59 Mme Rask était satisfaite du rapport disciplinaire. La fonctionnaire continuait toujours de déclarer que ses actions étaient justifiées, tout comme elle l'avait fait durant l'enquête. Mme Szmukier n'a pas modifié sa position.

60 Pour en arriver à sa décision au sujet d'une mesure disciplinaire, Mme Rask s'est entretenue avec le chef des ressources humaines, a examiné la jurisprudence pertinente et a consulté le personnel régional des relations du travail et le coordonnateur de la lutte contre le harcèlement.

61 Mme Rask a conclu qu'une suspension de trois jours était un niveau de discipline approprié. Une journée de suspension découlait de l'accusation portée contre Mme Hills d'avoir falsifié les notes dans le tableur et les deux autres journées découlaient du comportement humiliant, exigeant et choquant de la fonctionnaire au fil du temps, particulièrement en 2008.

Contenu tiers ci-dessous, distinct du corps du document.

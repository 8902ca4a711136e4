//! # genome-mapping
//!
//! A library for deciding which sequence alignments are genuine matches against a
//! genome, and for writing alignment-derived records as JSON or GFF3.
//!
//! An external aligner produces [`Hit`]s for each query sequence. Whether a hit
//! counts as a real match depends on the organism and assay, so the rule is a
//! pluggable [`HitFilter`] chosen by name. Hits, annotation [`Feature`]s and
//! hit/feature [`Comparison`]s are then written by a pluggable [`Formatter`],
//! also chosen by name.
//!
//! ## Example
//!
//! ```rust,no_run
//! use genome_mapping::filtering::{fetch_filter, FilterOptions, HitFilter};
//! use genome_mapping::formatting::format;
//! use genome_mapping::{Hit, Record};
//! # let hits: Vec<Hit> = Vec::new();
//!
//! let filter = fetch_filter("exact", &FilterOptions::default()).unwrap();
//! let records = filter.filter_matches(hits).map(Record::from);
//!
//! let mut stdout = std::io::stdout().lock();
//! format(records, "gff3", &mut stdout).unwrap();
//! ```
//!
//! ## Modules
//!
//! - [`core`]: Hit, feature, comparison and statistics records
//! - [`filtering`]: Hit filters and their registry
//! - [`formatting`]: JSON and GFF3 formatters and their registry
//! - [`registry`]: The name-to-constructor registry shared by both
//! - [`cli`]: Command-line interface implementation

pub mod cli;
pub mod core;
pub mod filtering;
pub mod formatting;
pub mod registry;

// Re-export commonly used types for convenience
pub use crate::core::comparison::{Comparison, ComparisonType};
pub use crate::core::feature::Feature;
pub use crate::core::hit::{Fragment, Hit, InputSequence, Strand};
pub use crate::core::record::Record;
pub use crate::core::stats::{GapStats, LengthStats, Stats};
pub use filtering::{fetch_filter, known_filters, FilterOptions, HitFilter};
pub use formatting::{fetch_formatter, format, known_formatters, FormatError, Formatter};
pub use registry::RegistryError;
use serde::{Deserialize, Serialize};

use crate::core::comparison::Comparison;
use crate::core::feature::Feature;
use crate::core::hit::Hit;

/// Any record that can be written by a formatter
///
/// Serialized without a tag, so each record renders as its own fields only.
/// When deserializing, variants are tried in declaration order.
#[derive(Debug, Clone, PartialEq, Serialize, Deserialize)]
#[serde(untagged)]
pub enum Record {
    Hit(Hit),
    Feature(Feature),
    Comparison(Comparison),
}

impl Record {
    /// Short variant name, for logging
    #[must_use]
    pub fn kind(&self) -> &'static str {
        match self {
            Self::Hit(_) => "hit",
            Self::Feature(_) => "feature",
            Self::Comparison(_) => "comparison",
        }
    }
}

impl From<Hit> for Record {
    fn from(hit: Hit) -> Self {
        Self::Hit(hit)
    }
}

impl From<Feature> for Record {
    fn from(feature: Feature) -> Self {
        Self::Feature(feature)
    }
}

impl From<Comparison> for Record {
    fn from(comparison: Comparison) -> Self {
        Self::Comparison(comparison)
    }
}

62 La fonctionnaire a contesté cette mesure disciplinaire et cette dernière a été réduite de trois à deux jours au deuxième palier de la procédure de règlement des griefs, soit un jour pour chaque question. Mme Rask n'a pas participé à la décision au deuxième palier.

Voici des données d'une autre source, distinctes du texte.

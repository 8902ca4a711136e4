//! The built-in hit filters.
//!
//! Adding a filter means adding a type here and registering it in [`register`].

use crate::core::hit::Hit;
use crate::filtering::{FilterOptions, HitFilter};
use crate::registry::Registry;

/// Identity bound used when none is given
pub const DEFAULT_IDENTITY: f64 = 100.0;

/// Accepts only exact matches: the hit and query spans have the same length and
/// there are no gaps in either sequence, overall or in any fragment.
#[derive(Debug, Clone, Copy, Default, PartialEq, Eq)]
pub struct ExactMappingFilter;

impl ExactMappingFilter {
    pub const NAME: &'static str = "exact";
}

impl HitFilter for ExactMappingFilter {
    fn name(&self) -> &'static str {
        Self::NAME
    }

    fn is_valid_hit(&self, hit: &Hit) -> bool {
        hit.stats.length.hit == hit.stats.length.query
            && hit.stats.total_gaps == 0
            && hit.fragment_query_gaps() == 0
    }
}

/// Accepts hits whose percent identity lies within `[min, max]`, inclusive.
///
/// The bounds are taken as given; with `min > max` nothing is accepted.
#[derive(Debug, Clone, Copy, PartialEq)]
pub struct PercentIdentityFilter {
    pub min: f64,
    pub max: f64,
}

impl PercentIdentityFilter {
    pub const NAME: &'static str = "identity";

    #[must_use]
    pub fn new(min: f64, max: f64) -> Self {
        Self { min, max }
    }
}

impl Default for PercentIdentityFilter {
    fn default() -> Self {
        Self::new(DEFAULT_IDENTITY, DEFAULT_IDENTITY)
    }
}

impl HitFilter for PercentIdentityFilter {
    fn name(&self) -> &'static str {
        Self::NAME
    }

    fn is_valid_hit(&self, hit: &Hit) -> bool {
        hit.stats.identity >= self.min && hit.stats.identity <= self.max
    }
}

/// Accepts every hit
#[derive(Debug, Clone, Copy, Default, PartialEq, Eq)]
pub struct PassThroughFilter;

impl PassThroughFilter {
    pub const NAME: &'static str = "passthrough";
}

impl HitFilter for PassThroughFilter {
    fn name(&self) -> &'static str {
        Self::NAME
    }

    fn is_valid_hit(&self, _hit: &Hit) -> bool {
        true
    }
}

fn exact(_: &FilterOptions) -> Box<dyn HitFilter> {
    Box::new(ExactMappingFilter)
}

fn identity(options: &FilterOptions) -> Box<dyn HitFilter> {
    Box::new(PercentIdentityFilter::new(
        options.min.unwrap_or(DEFAULT_IDENTITY),
        options.max.unwrap_or(DEFAULT_IDENTITY),
    ))
}

fn passthrough(_: &FilterOptions) -> Box<dyn HitFilter> {
    Box::new(PassThroughFilter)
}

/// Register every built-in filter
pub fn register(registry: &mut Registry<dyn HitFilter, FilterOptions>) {
    registry
        .register(ExactMappingFilter::NAME, exact)
        .register(PercentIdentityFilter::NAME, identity)
        .register(PassThroughFilter::NAME, passthrough);
}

63 En contre-interrogatoire, à l'examen de sa décision d'imposer une suspension de trois jours, Mme Rask a dit qu'elle croyait que la fonctionnaire n'avait pas démontré de remords et qu'elle continuait de justifier ses actions.

64 En réinterrogatoire, Mme Rask a déclaré que la question de savoir si Mme Hills avait falsifié les confirmations de lecture n'était pas pertinente au harcèlement. Les actions de la fonctionnaire étaient exigeantes et humiliantes. Elle savait qu'elle agissait comme telle et connaissait l'effet de ses actes sur Mme Hills. Le fait de continuer d'agir ainsi tout en sachant cela ne constitue pas un comportement approprié.

F. Mme Szmukier

65 Mme Szmukier a travaillé pour le SCC à Prince Albert depuis décembre 1995 et est une psychologue nommée pour une période indéterminée. Elle est classifiée au groupe et niveau PS-03. Elle est d'origine polonaise et est arrivée au Canada en 1991. Elle parle le polonais à la maison, mais l'anglais au travail. Elle a étudié en Pologne, où elle a obtenu son diplôme de psychologue en 1980.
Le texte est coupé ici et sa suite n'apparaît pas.